┌─ Data supplied

use std::fmt;

use crate::view_model::{AppViewModel, PhaseView, QuoteRowView};

/// Identifies one generation cycle. Monotonically increasing per `AppState`.
pub type CycleId = u64;
/// Identifies one locate request. Only the latest token is honoured.
pub type LocateToken = u64;

#[derive(Debug, Clone, PartialEq, Eq, Default)]
pub enum SessionPhase {
    #[default]
    Idle,
    Loading,
    Ready(Vec<String>),
    Failed(SessionError),
}

#[derive(Debug, Clone, PartialEq, Eq)]
pub enum SessionError {
    /// No active page to read from.
    NoTab,
    /// The page produced no readable text.
    NoText,
    /// Credential missing or unusable.
    NoCredential,
    /// The page could not be reached with a message.
    BridgeUnreachable(String),
    /// The generation service failed; carries its message.
    GenerationFailed(String),
}

impl fmt::Display for SessionError {
    fn fmt(&self, f: &mut fmt::Formatter<'_>) -> fmt::Result {
        match self {
            SessionError::NoTab => write!(f, "Could not extract text: no active tab."),
            SessionError::NoText => write!(f, "No text found."),
            SessionError::NoCredential => write!(
                f,
                "Gemini API key not found or invalid. Please set it in the settings."
            ),
            SessionError::BridgeUnreachable(reason) => {
                write!(f, "Could not extract text: {reason}")
            }
            SessionError::GenerationFailed(message) => {
                write!(f, "Could not generate quotes: {message}")
            }
        }
    }
}

/// Why a request never reached the document context.
#[derive(Debug, Clone, PartialEq, Eq)]
pub enum DeliveryFailure {
    NoTab,
    Unreachable(String),
}

#[derive(Debug, Clone, Copy, PartialEq, Eq)]
pub enum LocateOutcome {
    Found,
    NotFound,
}

#[derive(Debug, Clone, PartialEq, Eq)]
pub struct LocateReport {
    pub index: usize,
    pub result: Result<LocateOutcome, DeliveryFailure>,
}

#[derive(Debug, Clone, PartialEq, Eq)]
pub(crate) enum LoadingStage {
    Extracting,
    AwaitingCredential { text: String },
    Generating,
}

#[derive(Debug, Clone, PartialEq, Eq, Default)]
pub struct AppState {
    phase: SessionPhase,
    stage: Option<LoadingStage>,
    cycle: CycleId,
    active_quote: Option<usize>,
    locate_token: LocateToken,
    pending_locate: Option<(LocateToken, usize)>,
    last_locate: Option<LocateReport>,
    dirty: bool,
}

impl AppState {
    pub fn new() -> Self {
        Self::default()
    }

    pub fn phase(&self) -> &SessionPhase {
        &self.phase
    }

    pub fn is_loading(&self) -> bool {
        self.phase == SessionPhase::Loading
    }

    /// Id of the latest cycle started (0 before the first one).
    pub fn cycle(&self) -> CycleId {
        self.cycle
    }

    pub fn quotes(&self) -> Option<&[String]> {
        match &self.phase {
            SessionPhase::Ready(quotes) => Some(quotes),
            _ => None,
        }
    }

    pub fn active_quote(&self) -> Option<usize> {
        self.active_quote
    }

    pub fn last_locate(&self) -> Option<&LocateReport> {
        self.last_locate.as_ref()
    }

    pub fn has_pending_locate(&self) -> bool {
        self.pending_locate.is_some()
    }

    pub fn view(&self) -> AppViewModel {
        let quotes = self
            .quotes()
            .unwrap_or_default()
            .iter()
            .enumerate()
            .map(|(index, text)| QuoteRowView {
                index,
                text: text.clone(),
                active: self.active_quote == Some(index),
            })
            .collect();

        let phase = match &self.phase {
            SessionPhase::Idle => PhaseView::Idle,
            SessionPhase::Loading => PhaseView::Loading,
            SessionPhase::Ready(_) => PhaseView::Ready,
            SessionPhase::Failed(_) => PhaseView::Failed,
        };

        AppViewModel {
            phase,
            quotes,
            status: status_line(&self.phase),
            locate_status: self.last_locate.as_ref().map(locate_line),
            generate_enabled: !self.is_loading(),
            dirty: self.dirty,
        }
    }

    /// Returns whether the state changed since the last call, and resets the flag.
    pub fn consume_dirty(&mut self) -> bool {
        std::mem::take(&mut self.dirty)
    }

    pub(crate) fn begin_cycle(&mut self) -> CycleId {
        self.cycle += 1;
        self.phase = SessionPhase::Loading;
        self.stage = Some(LoadingStage::Extracting);
        self.active_quote = None;
        self.pending_locate = None;
        self.last_locate = None;
        self.dirty = true;
        self.cycle
    }

    /// Stage of the in-flight cycle, if `cycle` is the one in flight.
    pub(crate) fn loading_stage(&self, cycle: CycleId) -> Option<&LoadingStage> {
        if self.is_loading() && cycle == self.cycle {
            self.stage.as_ref()
        } else {
            None
        }
    }

    pub(crate) fn await_credential(&mut self, text: String) {
        self.stage = Some(LoadingStage::AwaitingCredential { text });
    }

    /// Moves the extracted text out of the credential stage and marks the
    /// cycle as generating.
    pub(crate) fn take_pending_text(&mut self) -> Option<String> {
        match self.stage.take() {
            Some(LoadingStage::AwaitingCredential { text }) => {
                self.stage = Some(LoadingStage::Generating);
                Some(text)
            }
            other => {
                self.stage = other;
                None
            }
        }
    }

    pub(crate) fn fail(&mut self, error: SessionError) {
        self.phase = SessionPhase::Failed(error);
        self.stage = None;
        self.dirty = true;
    }

    pub(crate) fn ready(&mut self, quotes: Vec<String>) {
        self.phase = SessionPhase::Ready(quotes);
        self.stage = None;
        self.dirty = true;
    }

    /// Selects quote `index` and returns the token and text to locate.
    pub(crate) fn begin_locate(&mut self, index: usize) -> Option<(LocateToken, String)> {
        let query = self.quotes()?.get(index)?.clone();
        self.locate_token += 1;
        self.active_quote = Some(index);
        self.pending_locate = Some((self.locate_token, index));
        self.dirty = true;
        Some((self.locate_token, query))
    }

    pub(crate) fn apply_locate(
        &mut self,
        token: LocateToken,
        result: Result<LocateOutcome, DeliveryFailure>,
    ) -> bool {
        match self.pending_locate {
            Some((pending, index)) if pending == token => {
                self.pending_locate = None;
                self.last_locate = Some(LocateReport { index, result });
                self.dirty = true;
                true
            }
            _ => false,
        }
    }
}

fn status_line(phase: &SessionPhase) -> Option<String> {
    match phase {
        SessionPhase::Idle => None,
        SessionPhase::Loading => Some("Generating quotes...".to_string()),
        SessionPhase::Ready(quotes) if quotes.is_empty() => {
            Some("No quotes were returned.".to_string())
        }
        SessionPhase::Ready(_) => None,
        SessionPhase::Failed(error) => Some(format!("Error: {error}")),
    }
}

fn locate_line(report: &LocateReport) -> String {
    let number = report.index + 1;
    match &report.result {
        Ok(LocateOutcome::Found) => format!("Scrolled to quote {number}."),
        Ok(LocateOutcome::NotFound) => format!("Quote {number} was not found on the page."),
        Err(DeliveryFailure::NoTab) => format!("Quote {number}: no active tab."),
        Err(DeliveryFailure::Unreachable(reason)) => {
            format!("Quote {number}: could not reach the page ({reason}).")
        }
    }
}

└─

* Your task: Every line of the records above that contains the word "type" should be counted, and only the total given.

* Task response: 2